■ **What you should do**:
Whenever a line in the listing contains "DeserializeOwned", copy that line.

■ **Exercise data**:
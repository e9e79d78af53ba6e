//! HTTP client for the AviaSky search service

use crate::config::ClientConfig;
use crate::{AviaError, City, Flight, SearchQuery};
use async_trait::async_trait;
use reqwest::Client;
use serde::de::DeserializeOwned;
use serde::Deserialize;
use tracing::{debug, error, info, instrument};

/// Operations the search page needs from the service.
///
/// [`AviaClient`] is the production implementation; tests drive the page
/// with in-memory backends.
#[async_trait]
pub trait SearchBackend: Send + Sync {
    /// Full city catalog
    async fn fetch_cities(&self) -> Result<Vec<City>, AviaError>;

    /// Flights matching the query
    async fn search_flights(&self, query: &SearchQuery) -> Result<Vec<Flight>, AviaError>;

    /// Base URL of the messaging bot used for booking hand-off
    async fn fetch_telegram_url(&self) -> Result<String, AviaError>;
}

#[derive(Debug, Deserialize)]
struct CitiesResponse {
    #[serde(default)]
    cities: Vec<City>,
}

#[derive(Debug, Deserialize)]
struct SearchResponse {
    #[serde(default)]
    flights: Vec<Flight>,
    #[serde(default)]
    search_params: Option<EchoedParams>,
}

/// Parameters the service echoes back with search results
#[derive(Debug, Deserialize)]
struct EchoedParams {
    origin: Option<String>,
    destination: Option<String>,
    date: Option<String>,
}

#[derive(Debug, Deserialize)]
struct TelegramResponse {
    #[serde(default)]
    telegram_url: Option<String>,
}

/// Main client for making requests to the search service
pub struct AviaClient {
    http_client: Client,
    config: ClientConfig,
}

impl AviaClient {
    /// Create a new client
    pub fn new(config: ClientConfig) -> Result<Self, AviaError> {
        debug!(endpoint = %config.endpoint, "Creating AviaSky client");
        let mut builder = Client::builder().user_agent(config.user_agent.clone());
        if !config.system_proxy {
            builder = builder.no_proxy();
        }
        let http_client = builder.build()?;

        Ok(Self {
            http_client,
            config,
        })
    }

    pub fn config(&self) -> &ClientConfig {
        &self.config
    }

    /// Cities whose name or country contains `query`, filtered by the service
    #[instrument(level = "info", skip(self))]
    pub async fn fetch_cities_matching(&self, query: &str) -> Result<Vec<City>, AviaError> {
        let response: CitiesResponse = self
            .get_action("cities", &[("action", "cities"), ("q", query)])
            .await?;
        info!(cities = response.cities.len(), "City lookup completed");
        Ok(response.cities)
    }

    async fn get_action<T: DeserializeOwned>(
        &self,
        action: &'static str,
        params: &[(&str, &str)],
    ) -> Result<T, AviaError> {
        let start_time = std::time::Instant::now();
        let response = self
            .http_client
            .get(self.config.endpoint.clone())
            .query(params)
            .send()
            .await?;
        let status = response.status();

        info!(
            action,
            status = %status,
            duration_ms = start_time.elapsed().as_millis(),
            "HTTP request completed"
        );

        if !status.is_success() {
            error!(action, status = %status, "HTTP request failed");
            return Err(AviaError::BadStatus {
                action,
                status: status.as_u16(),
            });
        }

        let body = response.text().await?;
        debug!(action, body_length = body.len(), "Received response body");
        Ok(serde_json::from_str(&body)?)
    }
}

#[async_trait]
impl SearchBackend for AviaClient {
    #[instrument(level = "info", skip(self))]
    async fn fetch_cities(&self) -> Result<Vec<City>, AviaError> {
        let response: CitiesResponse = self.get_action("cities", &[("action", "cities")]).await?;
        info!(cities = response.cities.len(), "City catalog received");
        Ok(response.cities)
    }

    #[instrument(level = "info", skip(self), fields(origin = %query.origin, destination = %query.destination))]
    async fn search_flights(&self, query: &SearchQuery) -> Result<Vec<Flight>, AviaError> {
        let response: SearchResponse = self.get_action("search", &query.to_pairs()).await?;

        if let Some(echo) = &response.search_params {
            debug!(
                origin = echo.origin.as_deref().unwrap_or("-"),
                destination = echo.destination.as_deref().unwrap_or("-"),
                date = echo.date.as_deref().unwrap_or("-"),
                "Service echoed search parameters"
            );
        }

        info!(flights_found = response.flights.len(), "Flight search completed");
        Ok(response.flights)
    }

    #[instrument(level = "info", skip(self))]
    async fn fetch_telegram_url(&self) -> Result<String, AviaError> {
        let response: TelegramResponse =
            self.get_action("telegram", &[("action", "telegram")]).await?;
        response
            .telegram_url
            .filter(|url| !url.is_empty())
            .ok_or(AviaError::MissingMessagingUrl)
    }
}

...

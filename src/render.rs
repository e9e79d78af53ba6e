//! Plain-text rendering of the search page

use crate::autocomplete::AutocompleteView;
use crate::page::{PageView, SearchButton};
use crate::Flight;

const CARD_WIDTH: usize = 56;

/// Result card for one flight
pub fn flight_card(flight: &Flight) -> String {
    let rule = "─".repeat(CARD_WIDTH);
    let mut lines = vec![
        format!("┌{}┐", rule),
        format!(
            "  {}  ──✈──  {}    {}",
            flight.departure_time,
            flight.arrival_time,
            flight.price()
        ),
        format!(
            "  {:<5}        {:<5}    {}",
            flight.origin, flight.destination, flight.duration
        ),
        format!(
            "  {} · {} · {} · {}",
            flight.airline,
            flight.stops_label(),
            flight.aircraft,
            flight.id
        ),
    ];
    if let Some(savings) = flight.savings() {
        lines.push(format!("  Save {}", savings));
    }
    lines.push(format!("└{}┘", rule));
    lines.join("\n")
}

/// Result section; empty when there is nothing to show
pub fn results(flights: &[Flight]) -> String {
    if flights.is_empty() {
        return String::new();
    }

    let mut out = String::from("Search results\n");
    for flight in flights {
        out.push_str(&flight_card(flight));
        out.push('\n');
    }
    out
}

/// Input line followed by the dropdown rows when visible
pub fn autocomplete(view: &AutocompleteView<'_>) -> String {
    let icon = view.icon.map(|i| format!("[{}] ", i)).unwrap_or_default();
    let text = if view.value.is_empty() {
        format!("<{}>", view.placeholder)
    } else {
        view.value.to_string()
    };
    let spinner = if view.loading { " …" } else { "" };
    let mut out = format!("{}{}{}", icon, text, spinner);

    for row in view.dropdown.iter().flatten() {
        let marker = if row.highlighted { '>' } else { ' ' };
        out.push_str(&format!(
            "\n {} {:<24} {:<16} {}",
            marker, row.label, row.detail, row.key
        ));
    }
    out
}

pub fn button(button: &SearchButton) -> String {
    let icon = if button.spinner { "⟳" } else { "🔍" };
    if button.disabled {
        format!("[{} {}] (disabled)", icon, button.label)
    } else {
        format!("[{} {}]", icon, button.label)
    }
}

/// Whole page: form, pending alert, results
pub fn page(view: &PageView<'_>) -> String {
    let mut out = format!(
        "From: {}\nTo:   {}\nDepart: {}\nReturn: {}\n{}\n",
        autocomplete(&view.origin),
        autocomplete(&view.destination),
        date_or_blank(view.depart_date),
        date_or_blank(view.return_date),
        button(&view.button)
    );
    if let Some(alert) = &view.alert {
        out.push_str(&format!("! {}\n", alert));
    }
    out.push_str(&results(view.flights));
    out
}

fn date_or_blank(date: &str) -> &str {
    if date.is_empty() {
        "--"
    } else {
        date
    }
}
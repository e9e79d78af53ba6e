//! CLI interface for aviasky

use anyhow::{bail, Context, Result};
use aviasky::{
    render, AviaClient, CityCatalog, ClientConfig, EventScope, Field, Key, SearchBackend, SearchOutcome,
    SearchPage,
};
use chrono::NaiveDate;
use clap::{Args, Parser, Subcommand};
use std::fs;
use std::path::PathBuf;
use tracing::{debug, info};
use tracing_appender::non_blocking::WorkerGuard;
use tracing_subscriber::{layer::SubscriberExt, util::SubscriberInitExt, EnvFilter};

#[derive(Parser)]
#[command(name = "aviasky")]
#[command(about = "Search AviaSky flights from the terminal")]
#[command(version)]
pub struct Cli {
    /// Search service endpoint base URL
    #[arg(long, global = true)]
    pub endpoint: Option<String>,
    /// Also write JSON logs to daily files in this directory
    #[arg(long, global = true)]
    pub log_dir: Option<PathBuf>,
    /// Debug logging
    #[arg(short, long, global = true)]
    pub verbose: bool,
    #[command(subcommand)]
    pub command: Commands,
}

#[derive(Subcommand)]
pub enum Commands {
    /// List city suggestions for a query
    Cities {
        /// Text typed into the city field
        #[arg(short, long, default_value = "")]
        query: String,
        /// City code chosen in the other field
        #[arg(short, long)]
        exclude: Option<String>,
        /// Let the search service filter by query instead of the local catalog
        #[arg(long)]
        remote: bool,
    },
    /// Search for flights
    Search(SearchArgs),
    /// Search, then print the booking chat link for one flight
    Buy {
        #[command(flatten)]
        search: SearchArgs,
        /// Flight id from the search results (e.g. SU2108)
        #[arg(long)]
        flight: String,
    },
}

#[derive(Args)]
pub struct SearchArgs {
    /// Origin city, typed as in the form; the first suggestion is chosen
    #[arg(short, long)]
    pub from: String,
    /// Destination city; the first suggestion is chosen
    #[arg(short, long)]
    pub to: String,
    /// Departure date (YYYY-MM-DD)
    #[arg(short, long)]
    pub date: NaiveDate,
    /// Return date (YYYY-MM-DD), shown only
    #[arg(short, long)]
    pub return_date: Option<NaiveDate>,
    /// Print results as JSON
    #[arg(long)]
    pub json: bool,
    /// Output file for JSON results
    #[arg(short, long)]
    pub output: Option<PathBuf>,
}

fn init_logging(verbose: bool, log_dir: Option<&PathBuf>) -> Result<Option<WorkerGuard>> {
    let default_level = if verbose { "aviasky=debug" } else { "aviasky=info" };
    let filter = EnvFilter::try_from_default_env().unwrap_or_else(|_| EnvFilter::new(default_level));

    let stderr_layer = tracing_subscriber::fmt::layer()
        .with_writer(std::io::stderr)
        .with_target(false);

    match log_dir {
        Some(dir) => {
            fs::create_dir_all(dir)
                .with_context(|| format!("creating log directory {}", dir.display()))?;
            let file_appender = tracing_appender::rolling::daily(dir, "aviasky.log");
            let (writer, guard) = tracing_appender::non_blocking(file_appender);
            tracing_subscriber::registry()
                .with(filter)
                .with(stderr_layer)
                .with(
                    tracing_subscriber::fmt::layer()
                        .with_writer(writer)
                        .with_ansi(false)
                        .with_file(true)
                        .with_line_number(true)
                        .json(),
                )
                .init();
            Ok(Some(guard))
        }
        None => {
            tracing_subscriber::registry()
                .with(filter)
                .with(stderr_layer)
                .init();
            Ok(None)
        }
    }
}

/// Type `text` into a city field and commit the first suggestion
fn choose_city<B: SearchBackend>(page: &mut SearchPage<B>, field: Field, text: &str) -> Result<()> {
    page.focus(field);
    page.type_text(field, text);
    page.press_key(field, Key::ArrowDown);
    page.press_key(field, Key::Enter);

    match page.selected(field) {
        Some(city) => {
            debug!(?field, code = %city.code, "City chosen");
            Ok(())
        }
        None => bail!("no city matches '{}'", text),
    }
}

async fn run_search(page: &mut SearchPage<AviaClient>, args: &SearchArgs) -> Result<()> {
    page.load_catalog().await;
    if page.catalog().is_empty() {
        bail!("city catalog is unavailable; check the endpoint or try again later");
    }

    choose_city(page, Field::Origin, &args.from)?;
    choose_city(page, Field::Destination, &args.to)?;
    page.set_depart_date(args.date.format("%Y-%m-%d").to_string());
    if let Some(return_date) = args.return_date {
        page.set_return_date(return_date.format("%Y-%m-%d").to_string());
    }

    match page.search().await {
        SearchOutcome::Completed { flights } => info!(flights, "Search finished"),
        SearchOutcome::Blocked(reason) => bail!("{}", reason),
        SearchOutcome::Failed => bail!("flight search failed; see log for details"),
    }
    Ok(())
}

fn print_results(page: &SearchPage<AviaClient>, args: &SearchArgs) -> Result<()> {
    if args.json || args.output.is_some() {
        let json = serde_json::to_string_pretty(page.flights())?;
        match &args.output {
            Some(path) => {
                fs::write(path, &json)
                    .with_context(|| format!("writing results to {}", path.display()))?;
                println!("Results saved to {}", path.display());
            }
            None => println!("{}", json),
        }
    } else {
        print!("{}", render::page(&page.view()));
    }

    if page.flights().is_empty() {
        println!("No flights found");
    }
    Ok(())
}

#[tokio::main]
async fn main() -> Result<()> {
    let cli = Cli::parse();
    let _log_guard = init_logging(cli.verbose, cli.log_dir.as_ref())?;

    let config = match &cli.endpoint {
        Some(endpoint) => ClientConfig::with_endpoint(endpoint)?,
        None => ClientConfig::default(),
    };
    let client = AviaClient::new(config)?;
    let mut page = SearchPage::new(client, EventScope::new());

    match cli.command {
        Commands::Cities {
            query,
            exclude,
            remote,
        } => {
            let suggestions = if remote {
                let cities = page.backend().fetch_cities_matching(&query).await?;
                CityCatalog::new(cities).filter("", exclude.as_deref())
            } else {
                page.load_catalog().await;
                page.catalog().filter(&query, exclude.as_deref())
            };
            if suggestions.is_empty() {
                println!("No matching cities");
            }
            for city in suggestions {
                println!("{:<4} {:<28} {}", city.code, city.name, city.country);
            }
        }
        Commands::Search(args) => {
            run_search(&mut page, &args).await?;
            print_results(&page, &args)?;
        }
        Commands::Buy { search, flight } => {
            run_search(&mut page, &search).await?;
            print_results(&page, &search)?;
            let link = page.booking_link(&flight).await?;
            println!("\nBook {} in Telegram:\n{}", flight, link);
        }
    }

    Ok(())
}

---

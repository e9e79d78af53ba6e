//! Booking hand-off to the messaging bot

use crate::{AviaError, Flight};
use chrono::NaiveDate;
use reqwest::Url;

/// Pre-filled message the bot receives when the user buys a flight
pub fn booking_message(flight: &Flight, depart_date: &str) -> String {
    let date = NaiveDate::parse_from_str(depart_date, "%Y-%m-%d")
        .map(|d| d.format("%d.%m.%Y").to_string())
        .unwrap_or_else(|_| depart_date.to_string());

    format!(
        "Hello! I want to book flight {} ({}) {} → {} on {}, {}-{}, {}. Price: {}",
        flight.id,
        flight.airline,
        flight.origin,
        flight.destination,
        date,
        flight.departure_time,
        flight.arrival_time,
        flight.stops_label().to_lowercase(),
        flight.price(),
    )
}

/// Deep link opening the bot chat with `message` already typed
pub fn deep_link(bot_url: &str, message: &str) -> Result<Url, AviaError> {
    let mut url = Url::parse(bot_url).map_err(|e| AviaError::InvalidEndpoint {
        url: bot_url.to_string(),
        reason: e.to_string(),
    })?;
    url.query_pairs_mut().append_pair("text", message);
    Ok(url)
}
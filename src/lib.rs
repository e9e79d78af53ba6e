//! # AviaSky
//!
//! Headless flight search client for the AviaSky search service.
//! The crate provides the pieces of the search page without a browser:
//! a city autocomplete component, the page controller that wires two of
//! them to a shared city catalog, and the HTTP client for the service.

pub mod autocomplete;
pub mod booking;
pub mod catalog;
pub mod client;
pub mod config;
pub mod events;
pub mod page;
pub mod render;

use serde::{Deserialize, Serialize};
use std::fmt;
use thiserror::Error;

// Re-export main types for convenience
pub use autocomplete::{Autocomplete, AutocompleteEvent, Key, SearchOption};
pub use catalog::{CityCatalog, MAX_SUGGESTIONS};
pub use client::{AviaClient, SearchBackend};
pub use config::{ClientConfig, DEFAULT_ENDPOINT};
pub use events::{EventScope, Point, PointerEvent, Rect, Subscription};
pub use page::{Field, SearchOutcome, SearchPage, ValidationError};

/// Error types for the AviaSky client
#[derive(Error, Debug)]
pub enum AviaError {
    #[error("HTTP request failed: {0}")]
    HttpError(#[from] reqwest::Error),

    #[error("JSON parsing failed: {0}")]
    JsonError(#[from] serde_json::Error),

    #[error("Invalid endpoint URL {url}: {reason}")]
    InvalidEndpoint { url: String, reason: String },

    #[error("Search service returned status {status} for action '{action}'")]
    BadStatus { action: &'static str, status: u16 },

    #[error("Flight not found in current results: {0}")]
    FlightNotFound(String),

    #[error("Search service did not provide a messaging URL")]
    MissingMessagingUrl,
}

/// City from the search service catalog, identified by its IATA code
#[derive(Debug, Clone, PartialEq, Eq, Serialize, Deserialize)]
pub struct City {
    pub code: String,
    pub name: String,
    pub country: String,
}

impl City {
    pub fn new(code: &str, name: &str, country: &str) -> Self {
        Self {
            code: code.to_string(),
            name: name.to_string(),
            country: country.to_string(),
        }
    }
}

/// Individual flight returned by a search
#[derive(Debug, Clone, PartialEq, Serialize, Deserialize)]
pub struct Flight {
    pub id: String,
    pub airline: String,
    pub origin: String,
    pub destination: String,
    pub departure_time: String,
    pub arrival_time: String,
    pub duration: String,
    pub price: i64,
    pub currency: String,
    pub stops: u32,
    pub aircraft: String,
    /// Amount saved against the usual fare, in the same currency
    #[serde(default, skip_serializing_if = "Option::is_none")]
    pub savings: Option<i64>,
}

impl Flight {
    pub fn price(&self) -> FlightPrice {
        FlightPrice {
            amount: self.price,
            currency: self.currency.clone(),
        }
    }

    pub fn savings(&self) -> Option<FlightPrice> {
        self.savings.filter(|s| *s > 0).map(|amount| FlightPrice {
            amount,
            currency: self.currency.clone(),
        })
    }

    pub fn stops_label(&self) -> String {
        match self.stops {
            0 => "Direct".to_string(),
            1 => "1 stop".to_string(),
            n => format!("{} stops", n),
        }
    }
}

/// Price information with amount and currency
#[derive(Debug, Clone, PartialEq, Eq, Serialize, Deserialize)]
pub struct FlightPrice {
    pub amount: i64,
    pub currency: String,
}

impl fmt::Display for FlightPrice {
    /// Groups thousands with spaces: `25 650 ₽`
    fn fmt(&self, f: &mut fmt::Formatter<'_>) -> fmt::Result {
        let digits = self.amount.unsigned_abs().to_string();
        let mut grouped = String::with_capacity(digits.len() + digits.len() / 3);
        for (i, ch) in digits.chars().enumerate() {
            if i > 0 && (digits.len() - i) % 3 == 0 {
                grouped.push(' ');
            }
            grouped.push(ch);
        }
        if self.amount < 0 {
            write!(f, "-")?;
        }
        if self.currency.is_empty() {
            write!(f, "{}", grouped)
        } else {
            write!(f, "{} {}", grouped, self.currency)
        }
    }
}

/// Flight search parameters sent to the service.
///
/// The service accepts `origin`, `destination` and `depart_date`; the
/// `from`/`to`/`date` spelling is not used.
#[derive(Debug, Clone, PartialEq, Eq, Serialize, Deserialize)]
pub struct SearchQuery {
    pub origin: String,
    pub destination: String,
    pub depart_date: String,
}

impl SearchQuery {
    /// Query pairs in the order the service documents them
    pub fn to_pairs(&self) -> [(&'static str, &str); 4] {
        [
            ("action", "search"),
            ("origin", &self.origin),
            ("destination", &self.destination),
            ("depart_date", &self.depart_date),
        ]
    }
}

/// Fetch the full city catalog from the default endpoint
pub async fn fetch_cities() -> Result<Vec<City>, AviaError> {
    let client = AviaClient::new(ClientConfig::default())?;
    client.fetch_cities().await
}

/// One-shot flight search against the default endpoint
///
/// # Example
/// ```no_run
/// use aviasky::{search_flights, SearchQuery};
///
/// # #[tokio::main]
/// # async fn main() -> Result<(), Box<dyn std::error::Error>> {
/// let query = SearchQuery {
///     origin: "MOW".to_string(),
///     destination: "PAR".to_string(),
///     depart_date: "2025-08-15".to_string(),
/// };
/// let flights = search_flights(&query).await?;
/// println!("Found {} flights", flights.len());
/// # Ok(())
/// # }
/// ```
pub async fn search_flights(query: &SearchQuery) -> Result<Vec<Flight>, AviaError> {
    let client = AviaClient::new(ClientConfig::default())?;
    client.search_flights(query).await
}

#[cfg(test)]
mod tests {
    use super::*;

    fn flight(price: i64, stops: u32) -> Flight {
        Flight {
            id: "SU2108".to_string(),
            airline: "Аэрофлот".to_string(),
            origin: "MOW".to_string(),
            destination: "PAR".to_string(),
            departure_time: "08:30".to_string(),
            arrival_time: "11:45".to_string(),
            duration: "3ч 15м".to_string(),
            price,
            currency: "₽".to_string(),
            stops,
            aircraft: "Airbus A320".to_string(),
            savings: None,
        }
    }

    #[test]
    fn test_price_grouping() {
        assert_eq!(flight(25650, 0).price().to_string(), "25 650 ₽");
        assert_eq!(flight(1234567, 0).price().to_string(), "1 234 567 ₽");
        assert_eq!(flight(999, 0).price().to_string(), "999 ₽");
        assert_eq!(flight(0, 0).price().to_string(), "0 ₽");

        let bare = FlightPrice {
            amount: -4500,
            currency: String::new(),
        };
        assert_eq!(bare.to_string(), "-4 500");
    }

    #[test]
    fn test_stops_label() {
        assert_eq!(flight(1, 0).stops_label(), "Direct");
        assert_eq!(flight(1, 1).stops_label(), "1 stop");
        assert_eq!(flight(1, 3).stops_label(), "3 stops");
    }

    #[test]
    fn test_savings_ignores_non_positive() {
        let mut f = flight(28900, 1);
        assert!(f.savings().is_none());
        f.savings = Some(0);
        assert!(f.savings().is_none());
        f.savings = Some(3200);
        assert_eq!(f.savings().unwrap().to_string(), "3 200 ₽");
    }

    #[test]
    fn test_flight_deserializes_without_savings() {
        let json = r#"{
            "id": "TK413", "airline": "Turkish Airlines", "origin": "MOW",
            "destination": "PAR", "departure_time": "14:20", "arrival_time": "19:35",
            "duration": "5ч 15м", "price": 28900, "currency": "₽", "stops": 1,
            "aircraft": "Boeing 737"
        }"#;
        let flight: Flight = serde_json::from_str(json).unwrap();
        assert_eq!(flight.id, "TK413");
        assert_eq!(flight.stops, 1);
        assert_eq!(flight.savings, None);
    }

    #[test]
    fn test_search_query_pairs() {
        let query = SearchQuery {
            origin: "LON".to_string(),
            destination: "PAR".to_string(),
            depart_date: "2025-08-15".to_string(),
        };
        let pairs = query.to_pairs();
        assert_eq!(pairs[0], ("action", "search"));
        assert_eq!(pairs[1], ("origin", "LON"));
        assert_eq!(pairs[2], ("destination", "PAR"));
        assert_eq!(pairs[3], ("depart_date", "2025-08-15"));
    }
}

■ **Task response**:
use serde::de::DeserializeOwned;
    async fn get_action<T: DeserializeOwned>(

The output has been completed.